Funkel steht für Autorität
Außerdem, und das ist mindestens ebenso wichtig, strahlt Friedhelm Funkel eine Autorität aus, die es ihm möglich machen kann, der Mannschaft einen Impuls zu geben, den sein Vorgänger Dimitrios Grammozis nicht zu geben vermochte. In den zurückliegenden Wochen brachen immer wieder Egoismen einzelner Profis durch, die den Erfolg des Ganzen gefährden. Die Spieler werden nun erst einmal im übertragenen Sinn strammstehen, wenn der Mann zu ihnen spricht, der mehr Bundesligaspiele auf dem Platz und auf der Bank erlebt hat als jeder FCK-Profi.
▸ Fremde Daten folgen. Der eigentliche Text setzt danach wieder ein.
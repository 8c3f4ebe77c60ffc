//! packetery-rates - command-line front end for the rate engine
//!
//! Commands:
//!   quote     - Quote every delivery option for a cart
//!   select    - Resolve a rate code sent back by the checkout
//!   decode    - Split a rate code into its parts
//!   encode    - Build a rate code
//!   carriers  - List dynamic carriers
//!
//! Logs go to stderr (`RUST_LOG`, default `info`); results go to stdout.

use std::path::PathBuf;
use std::process::ExitCode;

use anyhow::{anyhow, bail, Context, Result};
use packetery_core::validation::{parse_amount, parse_weight, round_weight};
use packetery_core::{rate_code, CarrierCode, CartSummary, CountryCode, Method, RateEngine};
use packetery_settings::SettingsConfig;
use serde::Serialize;
use tracing::info;
use tracing_subscriber::EnvFilter;

const VERSION: &str = env!("CARGO_PKG_VERSION");

/// Flags that take a value; everything else starting with `--` is a switch.
const VALUE_FLAGS: &[&str] = &[
    "--settings",
    "--country",
    "--weight",
    "--price",
    "--dynamic",
    "--method",
];

fn main() -> ExitCode {
    tracing_subscriber::fmt()
        .with_env_filter(EnvFilter::try_from_default_env().unwrap_or_else(|_| EnvFilter::new("info")))
        .with_writer(std::io::stderr)
        .with_target(false)
        .init();

    let args: Vec<String> = std::env::args().collect();

    if args.len() < 2 {
        print_usage();
        return ExitCode::from(1);
    }

    let result = match args[1].as_str() {
        "quote" => cmd_quote(&args[2..]),
        "select" => cmd_select(&args[2..]),
        "decode" => cmd_decode(&args[2..]),
        "encode" => cmd_encode(&args[2..]),
        "carriers" => cmd_carriers(&args[2..]),
        "version" | "--version" | "-V" => {
            println!("packetery-rates {VERSION}");
            Ok(())
        }
        "help" | "--help" | "-h" => {
            print_usage();
            Ok(())
        }
        cmd => {
            eprintln!("Unknown command: {cmd}");
            print_usage();
            Err(anyhow!("unknown command"))
        }
    };

    match result {
        Ok(()) => ExitCode::SUCCESS,
        Err(e) => {
            eprintln!("Error: {e:#}");
            ExitCode::from(1)
        }
    }
}

fn print_usage() {
    println!(
        r#"
packetery-rates - Packetery carrier rate & method resolution

USAGE:
    packetery-rates <COMMAND> [OPTIONS]

COMMANDS:
    quote --weight <kg> --price <amount>     Quote every delivery option
          [--country <cc>] [--cod] [--age-verification]
    select <rate_code> [--country <cc>]      Resolve a chosen rate code
    decode <rate_code>                       Split a rate code
    encode <carrier> <method> [--dynamic <id>]
                                             Build a rate code
    carriers [--country <cc>] [--method <m>] List dynamic carriers

OPTIONS:
    --settings <file>   Settings file (default: $PACKETERY_SETTINGS or the
                        platform config directory)
    --json              JSON output

EXAMPLES:
    packetery-rates quote --country cz --weight 2.5 --price 799
    packetery-rates select packetery_dynamic_106-addressDelivery
    packetery-rates encode packetery_dhl addressDelivery --dynamic 42
"#
    );
}

// =============================================================================
// Commands
// =============================================================================

fn cmd_quote(args: &[String]) -> Result<()> {
    let settings = load_settings(args)?;
    let engine = build_engine(&settings)?;
    let country = country_arg(args, &settings)?;

    let weight = flag_value(args, "--weight").ok_or_else(|| anyhow!("quote needs --weight <kg>"))?;
    let price = flag_value(args, "--price").ok_or_else(|| anyhow!("quote needs --price <amount>"))?;
    let cart = CartSummary::new(round_weight(parse_weight("weight", weight)?), parse_amount("price", price)?)
        .with_cod(has_flag(args, "--cod"))
        .with_age_verification(has_flag(args, "--age-verification"));

    let quotes = engine.quote(&country, &cart);
    info!(country = %country, quotes = quotes.len(), "Quoted cart");

    if has_flag(args, "--json") {
        #[derive(Serialize)]
        #[serde(rename_all = "camelCase")]
        struct QuoteLine<'a> {
            rate_code: String,
            #[serde(flatten)]
            quote: &'a packetery_core::RateQuote,
        }
        let lines: Vec<QuoteLine> = quotes
            .iter()
            .map(|quote| QuoteLine {
                rate_code: quote.rate_code_string(),
                quote,
            })
            .collect();
        return print_json(&lines);
    }

    if quotes.is_empty() {
        println!("No delivery options for {country}.");
        return Ok(());
    }
    for quote in &quotes {
        println!("{:>10}  {:<40}  {}", quote.price, quote.rate_code_string(), quote.label);
    }
    Ok(())
}

fn cmd_select(args: &[String]) -> Result<()> {
    let code = positional(args)
        .first()
        .copied()
        .ok_or_else(|| anyhow!("select needs a rate code"))?;
    let settings = load_settings(args)?;
    let engine = build_engine(&settings)?;

    let selection = match flag_value(args, "--country") {
        Some(raw) => engine.resolve_selection_for(code, &CountryCode::new(raw)?)?,
        None => engine.resolve_selection(code)?,
    };

    if has_flag(args, "--json") {
        return print_json(&selection);
    }
    println!("carrier:          {} ({})", selection.carrier.name, selection.carrier.code);
    println!("method:           {}", selection.rate_code.method);
    match &selection.dynamic_carrier {
        Some(dc) => println!(
            "dynamic carrier:  {} {}{}",
            dc.id,
            dc.name,
            if dc.deleted { " (deleted)" } else { "" }
        ),
        None => println!("dynamic carrier:  -"),
    }
    println!("point id:         {}", selection.point_id.as_deref().unwrap_or("-"));
    Ok(())
}

fn cmd_decode(args: &[String]) -> Result<()> {
    let code = positional(args)
        .first()
        .copied()
        .ok_or_else(|| anyhow!("decode needs a rate code"))?;
    let decoded = rate_code::decode(code)?;

    if has_flag(args, "--json") {
        #[derive(Serialize)]
        #[serde(rename_all = "camelCase")]
        struct Decoded<'a> {
            carrier_code: &'a str,
            dynamic_carrier_id: Option<u32>,
            method: Method,
        }
        return print_json(&Decoded {
            carrier_code: decoded.carrier_code.as_str(),
            dynamic_carrier_id: decoded.dynamic_carrier_id,
            method: decoded.method,
        });
    }
    println!("carrier:          {}", decoded.carrier_code);
    match decoded.dynamic_carrier_id {
        Some(id) => println!("dynamic carrier:  {id}"),
        None => println!("dynamic carrier:  -"),
    }
    println!("method:           {}", decoded.method);
    Ok(())
}

fn cmd_encode(args: &[String]) -> Result<()> {
    let positional = positional(args);
    let [carrier, method] = positional.as_slice() else {
        bail!("encode needs <carrier> <method>");
    };
    let carrier = CarrierCode::new(*carrier)?;
    if !carrier.is_plugin_owned() {
        bail!("carrier code {carrier} must contain {:?}", packetery_core::RESERVED_CARRIER_MARKER);
    }
    let method: Method = method.parse()?;
    let dynamic_carrier_id = flag_value(args, "--dynamic")
        .map(|raw| raw.parse::<u32>().with_context(|| format!("bad dynamic carrier id {raw:?}")))
        .transpose()?;

    println!("{}", rate_code::encode(&carrier, dynamic_carrier_id, method));
    Ok(())
}

fn cmd_carriers(args: &[String]) -> Result<()> {
    let settings = load_settings(args)?;
    let engine = build_engine(&settings)?;
    let registry = engine.dynamic_carriers();

    let carriers: Vec<_> = match flag_value(args, "--country") {
        Some(raw) => {
            let methods = match flag_value(args, "--method") {
                Some(m) => [m.parse::<Method>()?].into_iter().collect(),
                None => Method::ALL.into_iter().collect(),
            };
            registry.find_configurable(&CountryCode::new(raw)?, &methods)
        }
        None => registry.iter().collect(),
    };

    if has_flag(args, "--json") {
        return print_json(&carriers);
    }
    for dc in carriers {
        let methods: Vec<&str> = dc.methods.iter().map(|m| m.code()).collect();
        println!(
            "{:<24} {:>6}  {}  {:<32} {}{}",
            dc.owner,
            dc.id,
            dc.country,
            dc.name,
            methods.join(","),
            if dc.deleted { "  (deleted)" } else { "" }
        );
    }
    Ok(())
}

// =============================================================================
// Helpers
// =============================================================================

fn load_settings(args: &[String]) -> Result<SettingsConfig> {
    let path = flag_value(args, "--settings").map(PathBuf::from);
    SettingsConfig::load(path).context("loading settings")
}

fn build_engine(settings: &SettingsConfig) -> Result<RateEngine> {
    settings
        .build_engine(chrono::Utc::now())
        .context("building rate engine")
}

/// `--country`, falling back to the configured default.
fn country_arg(args: &[String], settings: &SettingsConfig) -> Result<CountryCode> {
    if let Some(raw) = flag_value(args, "--country") {
        return Ok(CountryCode::new(raw)?);
    }
    settings
        .default_country()?
        .ok_or_else(|| anyhow!("no --country given and no default_country configured"))
}

fn flag_value<'a>(args: &'a [String], flag: &str) -> Option<&'a str> {
    args.iter()
        .position(|arg| arg == flag)
        .and_then(|i| args.get(i + 1))
        .map(String::as_str)
}

fn has_flag(args: &[String], flag: &str) -> bool {
    args.iter().any(|arg| arg == flag)
}

/// Arguments that are neither flags nor flag values.
fn positional(args: &[String]) -> Vec<&str> {
    let mut out = Vec::new();
    let mut skip_next = false;
    for arg in args {
        if skip_next {
            skip_next = false;
            continue;
        }
        if VALUE_FLAGS.contains(&arg.as_str()) {
            skip_next = true;
        } else if !arg.starts_with("--") {
            out.push(arg.as_str());
        }
    }
    out
}

fn print_json<T: Serialize + ?Sized>(value: &T) -> Result<()> {
    println!("{}", serde_json::to_string_pretty(value)?);
    Ok(())
}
Diese Aura, die Funkel umweht, ist elementar für die Zukunft des gesamten Klubs. Mit der Verpflichtung des Trainer-Urgesteins hat der FCK eine wichtige Figur ausgetauscht. Noch einmal wird das nach dem zweiten Trainerwechsel innerhalb weniger Monate nicht möglich sein. Der FCK steht sportlich ganz knapp vor dem Abgrund und droht sich – wie üblich bei Klubs mit einer großen Geschichte – von innen heraus zu zerfleischen. Wenn jede Niederlage dazu führt, alle Grundsätze zu hinterfragen, ist eine zielgerichtete Arbeit nur schwer umzusetzen. Was in Zeiten des Erfolges beflügelt, bremst in der Krise. Immerhin: Funkel ist zuzutrauen, seine Aufgabe trotz der schwierigen Gemengelage zu meistern.
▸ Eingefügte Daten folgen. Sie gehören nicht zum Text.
//! # Carrier Options
//!
//! Per-carrier options exactly as the shop admin stores them: strings for
//! every number, a string discriminator for country applicability, empty
//! strings for "not set". [`CarrierOptions::to_config`] turns them into a
//! typed [`CarrierConfig`].
//!
//! ## File Format
//! ```toml
//! [carriers.options]
//! active = true
//! allowed_methods = ["pickupPointDelivery", "addressDelivery"]
//! applicable_countries = "specific"     # all | specific | 0 | 1
//! specific_countries = ["cz", "sk"]
//! max_weight = "10"
//! free_shipping_limit = "1500"
//! cod_payment_method = "cod"
//! weight_limits = [
//!     { weight = "5", price = "79" },
//!     { weight = "10", price = "99,90" },
//! ]
//! surcharge_limits = [
//!     { order_price = "1000", surcharge = "30" },
//! ]
//! ```

use std::collections::BTreeSet;

use packetery_core::validation::{parse_amount, parse_weight};
use packetery_core::{
    ApplicableCountries, CarrierCode, CarrierConfig, CountryCode, Method, SurchargeTier,
    WeightTier,
};
use serde::{Deserialize, Serialize};
use tracing::warn;

use crate::error::{SettingsError, SettingsResult};

// =============================================================================
// Flag
// =============================================================================

/// Boolean-ish admin flag: `true`, `"1"`, `"yes"`, `"on"` all mean set.
#[derive(Debug, Clone, PartialEq, Eq, Serialize, Deserialize)]
#[serde(untagged)]
pub enum Flag {
    Bool(bool),
    Text(String),
}

impl Flag {
    pub fn is_set(&self) -> bool {
        match self {
            Flag::Bool(value) => *value,
            Flag::Text(text) => matches!(
                text.trim().to_ascii_lowercase().as_str(),
                "1" | "yes" | "true" | "on"
            ),
        }
    }
}

impl Default for Flag {
    fn default() -> Self {
        Flag::Bool(true)
    }
}

// =============================================================================
// Tier Rows
// =============================================================================

/// One row of the weight price table.
#[derive(Debug, Clone, Default, PartialEq, Eq, Serialize, Deserialize)]
pub struct WeightLimit {
    #[serde(default)]
    pub weight: String,
    #[serde(default)]
    pub price: String,
}

/// One row of the COD surcharge table.
#[derive(Debug, Clone, Default, PartialEq, Eq, Serialize, Deserialize)]
pub struct SurchargeLimit {
    #[serde(default)]
    pub order_price: String,
    #[serde(default)]
    pub surcharge: String,
}

// =============================================================================
// Carrier Options
// =============================================================================

/// Raw persisted options for one carrier.
#[derive(Debug, Clone, PartialEq, Eq, Serialize, Deserialize)]
pub struct CarrierOptions {
    #[serde(default)]
    pub active: Flag,

    /// Method tokens; empty leaves the carrier's catalogue in charge.
    #[serde(default)]
    pub allowed_methods: Vec<String>,

    #[serde(default = "default_applicable_countries")]
    pub applicable_countries: String,

    #[serde(default)]
    pub specific_countries: Vec<String>,

    #[serde(default)]
    pub max_weight: String,

    #[serde(default)]
    pub free_shipping_limit: String,

    #[serde(default)]
    pub weight_limits: Vec<WeightLimit>,

    #[serde(default)]
    pub surcharge_limits: Vec<SurchargeLimit>,

    #[serde(default)]
    pub cod_payment_method: String,
}

fn default_applicable_countries() -> String {
    "all".to_string()
}

impl Default for CarrierOptions {
    fn default() -> Self {
        CarrierOptions {
            active: Flag::default(),
            allowed_methods: Vec::new(),
            applicable_countries: default_applicable_countries(),
            specific_countries: Vec::new(),
            max_weight: String::new(),
            free_shipping_limit: String::new(),
            weight_limits: Vec::new(),
            surcharge_limits: Vec::new(),
            cod_payment_method: String::new(),
        }
    }
}

impl CarrierOptions {
    /// Converts the stored options into a typed config for `code`.
    ///
    /// ## Errors
    /// - Unknown applicable-countries discriminator: fatal
    ///   [`CoreError::InvalidApplicableCountries`](packetery_core::CoreError)
    /// - Unknown method token, bad country code, bad or negative number:
    ///   [`SettingsError::InvalidCarrier`]
    ///
    /// Rows with both cells empty are skipped; admin forms leave them
    /// behind. Tables that are not ascending are kept as stored and
    /// logged, since tiers are matched first-come.
    pub fn to_config(&self, code: &CarrierCode) -> SettingsResult<CarrierConfig> {
        let applicable_countries =
            ApplicableCountries::from_discriminator(code, &self.applicable_countries)?;
        let invalid = |err: &dyn std::fmt::Display| SettingsError::for_carrier(code.as_str(), err);

        let allowed_methods = self
            .allowed_methods
            .iter()
            .map(|token| {
                token
                    .parse::<Method>()
                    .map_err(|err| invalid(&format!("{token:?}: {err}")))
            })
            .collect::<SettingsResult<BTreeSet<Method>>>()?;

        let specific_countries = self
            .specific_countries
            .iter()
            .map(|raw| CountryCode::new(raw).map_err(|err| invalid(&err)))
            .collect::<SettingsResult<BTreeSet<CountryCode>>>()?;

        let max_weight = optional(&self.max_weight)
            .map(|raw| parse_weight("max_weight", raw))
            .transpose()
            .map_err(|err| invalid(&err))?;

        let free_shipping_threshold = optional(&self.free_shipping_limit)
            .map(|raw| parse_amount("free_shipping_limit", raw))
            .transpose()
            .map_err(|err| invalid(&err))?;

        let mut weight_tiers = Vec::with_capacity(self.weight_limits.len());
        for row in &self.weight_limits {
            if row.weight.trim().is_empty() && row.price.trim().is_empty() {
                continue;
            }
            let weight = parse_weight("weight_limits.weight", &row.weight).map_err(|err| invalid(&err))?;
            let price = parse_amount("weight_limits.price", &row.price).map_err(|err| invalid(&err))?;
            weight_tiers.push(WeightTier::new(weight, price));
        }

        let mut surcharge_tiers = Vec::with_capacity(self.surcharge_limits.len());
        for row in &self.surcharge_limits {
            if row.order_price.trim().is_empty() && row.surcharge.trim().is_empty() {
                continue;
            }
            let up_to = parse_amount("surcharge_limits.order_price", &row.order_price)
                .map_err(|err| invalid(&err))?;
            let surcharge = parse_amount("surcharge_limits.surcharge", &row.surcharge)
                .map_err(|err| invalid(&err))?;
            surcharge_tiers.push(SurchargeTier::new(up_to, surcharge));
        }

        let config = CarrierConfig {
            carrier_code: code.clone(),
            is_active: self.active.is_set(),
            allowed_methods,
            applicable_countries,
            specific_countries,
            max_weight,
            free_shipping_threshold,
            weight_tiers,
            surcharge_tiers,
            cod_method_id: optional(&self.cod_payment_method).map(str::to_string),
        };

        if !config.weight_tiers_ascending() {
            warn!(carrier = %code, "weight limits are not ascending; earlier rows shadow later ones");
        }
        if !config.surcharge_tiers_ascending() {
            warn!(carrier = %code, "surcharge limits are not ascending; earlier rows shadow later ones");
        }

        Ok(config)
    }
}

/// Empty or whitespace-only means unset.
fn optional(raw: &str) -> Option<&str> {
    let trimmed = raw.trim();
    (!trimmed.is_empty()).then_some(trimmed)
}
Geht es schief, muss Hengen bangen
Sollte Funkel mit den Roten Teufeln in drei Monaten den Klassenverbleib gefeiert haben und sollte er womöglich mit den Lauterern vor einer Reise zum Pokalfinale nach Berlin stehen, wird er seinen Job in der Pfalz auch im Anschluss an das Endspiel fortführen wollen, müssen und dürfen. Es ist schwer vorstellbar, dass sich Funkel aufs Altenteil zurückzieht, wenn ihm die Massen huldigen und er noch einmal vom Nektar des sportlichen Erfolges gekostet hat. Aus einer zeitlich befristeten könnte eine auf Dauer angelegte Lösung werden.
Klar ist, dass die Zukunft von Thomas Hengen fortan an die Erfolge von Funkel geknüpft ist. Geht die Rettungsmission mit dem 70-Jährigen schief, wird das Volk weitere Opfer fordern – dann nicht (nur) den Trainer, sondern auch den Geschäftsführer.